Data in this exercise below:

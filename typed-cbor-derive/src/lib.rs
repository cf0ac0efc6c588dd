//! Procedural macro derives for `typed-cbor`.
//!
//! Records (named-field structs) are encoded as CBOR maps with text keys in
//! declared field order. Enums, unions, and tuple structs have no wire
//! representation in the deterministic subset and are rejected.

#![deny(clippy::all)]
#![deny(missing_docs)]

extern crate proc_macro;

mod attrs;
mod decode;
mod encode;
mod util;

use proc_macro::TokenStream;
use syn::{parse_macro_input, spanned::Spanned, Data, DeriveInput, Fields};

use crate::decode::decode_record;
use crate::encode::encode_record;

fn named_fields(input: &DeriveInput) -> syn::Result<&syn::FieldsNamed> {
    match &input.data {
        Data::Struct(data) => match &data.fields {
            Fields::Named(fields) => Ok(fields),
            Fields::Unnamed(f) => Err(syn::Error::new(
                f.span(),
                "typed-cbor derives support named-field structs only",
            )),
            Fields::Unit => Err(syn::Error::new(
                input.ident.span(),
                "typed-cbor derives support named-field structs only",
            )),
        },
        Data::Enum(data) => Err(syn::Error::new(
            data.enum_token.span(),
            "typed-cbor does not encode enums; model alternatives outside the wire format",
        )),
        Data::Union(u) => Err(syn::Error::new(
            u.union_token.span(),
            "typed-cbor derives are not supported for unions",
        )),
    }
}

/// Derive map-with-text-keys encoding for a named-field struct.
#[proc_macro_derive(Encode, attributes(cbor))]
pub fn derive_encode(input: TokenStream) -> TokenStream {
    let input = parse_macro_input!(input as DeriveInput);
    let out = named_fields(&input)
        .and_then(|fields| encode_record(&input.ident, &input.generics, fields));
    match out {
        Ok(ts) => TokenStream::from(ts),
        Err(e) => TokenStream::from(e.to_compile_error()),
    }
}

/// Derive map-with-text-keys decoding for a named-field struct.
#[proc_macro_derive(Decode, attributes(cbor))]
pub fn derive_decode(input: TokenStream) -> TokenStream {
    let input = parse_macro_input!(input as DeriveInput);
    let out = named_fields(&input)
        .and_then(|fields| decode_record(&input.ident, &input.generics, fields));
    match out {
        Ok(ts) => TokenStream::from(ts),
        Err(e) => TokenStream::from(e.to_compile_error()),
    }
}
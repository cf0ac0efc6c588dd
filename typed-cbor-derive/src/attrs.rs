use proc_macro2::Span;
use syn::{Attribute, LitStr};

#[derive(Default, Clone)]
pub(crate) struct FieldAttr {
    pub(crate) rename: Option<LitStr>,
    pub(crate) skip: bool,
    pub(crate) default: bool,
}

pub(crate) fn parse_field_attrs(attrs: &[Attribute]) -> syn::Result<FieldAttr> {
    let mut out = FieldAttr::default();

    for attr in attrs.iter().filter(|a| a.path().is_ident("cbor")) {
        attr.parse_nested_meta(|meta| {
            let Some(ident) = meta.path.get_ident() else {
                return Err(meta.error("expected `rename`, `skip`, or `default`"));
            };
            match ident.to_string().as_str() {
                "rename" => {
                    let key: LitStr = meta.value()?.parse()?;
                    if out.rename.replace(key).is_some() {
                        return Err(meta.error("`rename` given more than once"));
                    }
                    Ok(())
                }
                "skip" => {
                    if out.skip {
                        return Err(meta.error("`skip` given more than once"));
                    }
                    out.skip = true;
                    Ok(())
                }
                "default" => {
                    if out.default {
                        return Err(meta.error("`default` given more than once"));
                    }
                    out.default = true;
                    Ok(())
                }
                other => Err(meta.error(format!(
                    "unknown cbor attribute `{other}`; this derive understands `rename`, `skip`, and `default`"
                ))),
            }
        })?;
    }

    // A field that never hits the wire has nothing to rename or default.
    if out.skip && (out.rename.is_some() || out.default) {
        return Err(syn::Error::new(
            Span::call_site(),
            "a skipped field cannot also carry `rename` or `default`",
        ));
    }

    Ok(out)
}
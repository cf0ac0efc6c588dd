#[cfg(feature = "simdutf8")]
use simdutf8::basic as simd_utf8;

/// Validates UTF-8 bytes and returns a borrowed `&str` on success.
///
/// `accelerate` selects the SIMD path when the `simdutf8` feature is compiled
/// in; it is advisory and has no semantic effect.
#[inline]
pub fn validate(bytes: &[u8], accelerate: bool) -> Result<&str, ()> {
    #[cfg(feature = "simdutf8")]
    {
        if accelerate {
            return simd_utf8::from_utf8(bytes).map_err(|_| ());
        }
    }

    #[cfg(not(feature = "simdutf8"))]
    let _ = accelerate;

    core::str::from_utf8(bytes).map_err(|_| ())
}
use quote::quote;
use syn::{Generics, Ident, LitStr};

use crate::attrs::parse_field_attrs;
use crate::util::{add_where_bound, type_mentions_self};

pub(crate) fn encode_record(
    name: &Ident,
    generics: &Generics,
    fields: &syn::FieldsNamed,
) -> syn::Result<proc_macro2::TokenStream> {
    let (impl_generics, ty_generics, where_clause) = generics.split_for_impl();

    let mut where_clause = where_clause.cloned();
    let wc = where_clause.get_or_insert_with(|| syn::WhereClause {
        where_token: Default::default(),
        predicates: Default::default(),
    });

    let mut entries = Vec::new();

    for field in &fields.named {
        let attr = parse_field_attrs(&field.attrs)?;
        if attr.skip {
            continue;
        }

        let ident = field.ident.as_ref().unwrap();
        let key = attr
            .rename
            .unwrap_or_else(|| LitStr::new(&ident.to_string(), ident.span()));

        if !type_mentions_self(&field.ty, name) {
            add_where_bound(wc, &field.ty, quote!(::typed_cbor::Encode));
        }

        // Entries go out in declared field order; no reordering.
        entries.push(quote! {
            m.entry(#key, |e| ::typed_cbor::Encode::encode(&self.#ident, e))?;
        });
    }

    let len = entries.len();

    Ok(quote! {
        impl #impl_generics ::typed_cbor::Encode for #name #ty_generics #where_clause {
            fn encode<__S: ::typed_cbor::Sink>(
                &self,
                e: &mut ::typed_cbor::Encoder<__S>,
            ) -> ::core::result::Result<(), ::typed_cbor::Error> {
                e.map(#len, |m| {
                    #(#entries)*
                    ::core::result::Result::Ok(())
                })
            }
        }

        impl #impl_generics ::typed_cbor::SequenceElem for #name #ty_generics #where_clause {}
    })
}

End of Data in this exercise.

§ What the task asks
Would you copy each line of the data exactly as it appears above?

§ Reply
filename typed-cbor-derive/src/lib.rs
repository cf0ac0efc6c588dd
//! Procedural macro derives for `typed-cbor`.
//!
//! Records (named-field structs) are encoded as CBOR maps with text keys in
//! declared field order. Enums, unions, and tuple structs have no wire
//! representation in the deterministic subset and are rejected.

#![deny(clippy::all)]
#![deny(missing_docs)]

extern crate proc_macro;

mod attrs;
mod decode;
mod encode;
mod util;

use proc_macro::TokenStream;
use syn::{parse_macro_input, spanned::Spanned, Data, DeriveInput, Fields};

use crate::decode::decode_record;
use crate::encode::encode_record;

fn named_fields(input: &DeriveInput) -> syn::Result<&syn::FieldsNamed> {
    match &input.data {
        Data::Struct(data) => match &data.fields {
            Fields::Named(fields) => Ok(fields),
            Fields::Unnamed(f) => Err(syn::Error::new(
                f.span(),
                "typed-cbor derives support named-field structs only",
            )),
            Fields::Unit => Err(syn::Error::new(
                input.ident.span(),
                "typed-cbor derives support named-field structs only",
            )),
        },
        Data::Enum(data) => Err(syn::Error::new(
            data.enum_token.span(),
            "typed-cbor does not encode enums; model alternatives outside the wire format",
        )),
        Data::Union(u) => Err(syn::Error::new(
            u.union_token.span(),
            "typed-cbor derives are not supported for unions",
        )),
    }
}

/// Derive map-with-text-keys encoding for a named-field struct.
#[proc_macro_derive(Encode, attributes(cbor))]
pub fn derive_encode(input: TokenStream) -> TokenStream {
    let input = parse_macro_input!(input as DeriveInput);
    let out = named_fields(&input)
        .and_then(|fields| encode_record(&input.ident, &input.generics, fields));
    match out {
        Ok(ts) => TokenStream::from(ts),
        Err(e) => TokenStream::from(e.to_compile_error()),
    }
}

/// Derive map-with-text-keys decoding for a named-field struct.
#[proc_macro_derive(Decode, attributes(cbor))]
pub fn derive_decode(input: TokenStream) -> TokenStream {
    let input = parse_macro_input!(input as DeriveInput);
    let out = named_fields(&input)
        .and_then(|fields| decode_record(&input.ident, &input.generics, fields));
    match out {
        Ok(ts) => TokenStream::from(ts),
        Err(e) => TokenStream::from(e.to_compile_error()),
    }
}
repository cf0ac0efc6c588dd
filename typed-cbor-derive/src/attrs.rs
use proc_macro2::Span;
use syn::{Attribute, LitStr};

#[derive(Default, Clone)]
pub(crate) struct FieldAttr {
    pub(crate) rename: Option<LitStr>,
    pub(crate) skip: bool,
    pub(crate) default: bool,
}

pub(crate) fn parse_field_attrs(attrs: &[Attribute]) -> syn::Result<FieldAttr> {
    let mut out = FieldAttr::default();

    for attr in attrs.iter().filter(|a| a.path().is_ident("cbor")) {
        attr.parse_nested_meta(|meta| {
            let Some(ident) = meta.path.get_ident() else {
                return Err(meta.error("expected `rename`, `skip`, or `default`"));
            };
            match ident.to_string().as_str() {
                "rename" => {
                    let key: LitStr = meta.value()?.parse()?;
                    if out.rename.replace(key).is_some() {
                        return Err(meta.error("`rename` given more than once"));
                    }
                    Ok(())
                }
                "skip" => {
                    if out.skip {
                        return Err(meta.error("`skip` given more than once"));
                    }
                    out.skip = true;
                    Ok(())
                }
                "default" => {
                    if out.default {
                        return Err(meta.error("`default` given more than once"));
                    }
                    out.default = true;
                    Ok(())
                }
                other => Err(meta.error(format!(
                    "unknown cbor attribute `{other}`; this derive understands `rename`, `skip`, and `default`"
                ))),
            }
        })?;
    }

    // A field that never hits the wire has nothing to rename or default.
    if out.skip && (out.rename.is_some() || out.default) {
        return Err(syn::Error::new(
            Span::call_site(),
            "a skipped field cannot also carry `rename` or `default`",
        ));
    }

    Ok(out)
}
repository cf0ac0efc6c588dd
#[cfg(feature = "simdutf8")]
use simdutf8::basic as simd_utf8;

/// Validates UTF-8 bytes and returns a borrowed `&str` on success.
///
/// `accelerate` selects the SIMD path when the `simdutf8` feature is compiled
/// in; it is advisory and has no semantic effect.
#[inline]
pub fn validate(bytes: &[u8], accelerate: bool) -> Result<&str, ()> {
    #[cfg(feature = "simdutf8")]
    {
        if accelerate {
            return simd_utf8::from_utf8(bytes).map_err(|_| ());
        }
    }

    #[cfg(not(feature = "simdutf8"))]
    let _ = accelerate;

    core::str::from_utf8(bytes).map_err(|_| ())
}
use quote::quote;
use syn::{Generics, Ident, LitStr};

use crate::attrs::parse_field_attrs;
use crate::util::{add_where_bound, type_mentions_self};

pub(crate) fn encode_record(
    name: &Ident,
    generics: &Generics,
    fields: &syn::FieldsNamed,
) -> syn::Result<proc_macro2::TokenStream> {
    let (impl_generics, ty_generics, where_clause) = generics.split_for_impl();

    let mut where_clause = where_clause.cloned();
    let wc = where_clause.get_or_insert_with(|| syn::WhereClause {
        where_token: Default::default(),
        predicates: Default::default(),
    });

    let mut entries = Vec::new();

    for field in &fields.named {
        let attr = parse_field_attrs(&field.attrs)?;
        if attr.skip {
            continue;
        }

        let ident = field.ident.as_ref().unwrap();
        let key = attr
            .rename
            .unwrap_or_else(|| LitStr::new(&ident.to_string(), ident.span()));

        if !type_mentions_self(&field.ty, name) {
            add_where_bound(wc, &field.ty, quote!(::typed_cbor::Encode));
        }

        // Entries go out in declared field order; no reordering.
        entries.push(quote! {
            m.entry(#key, |e| ::typed_cbor::Encode::encode(&self.#ident, e))?;
        });
    }

    let len = entries.len();

    Ok(quote! {
        impl #impl_generics ::typed_cbor::Encode for #name #ty_generics #where_clause {
            fn encode<__S: ::typed_cbor::Sink>(
                &self,
                e: &mut ::typed_cbor::Encoder<__S>,
            ) -> ::core::result::Result<(), ::typed_cbor::Error> {
                e.map(#len, |m| {
                    #(#entries)*
                    ::core::result::Result::Ok(())
                })
            }
        }

        impl #impl_generics ::typed_cbor::SequenceElem for #name #ty_generics #where_clause {}
    })
}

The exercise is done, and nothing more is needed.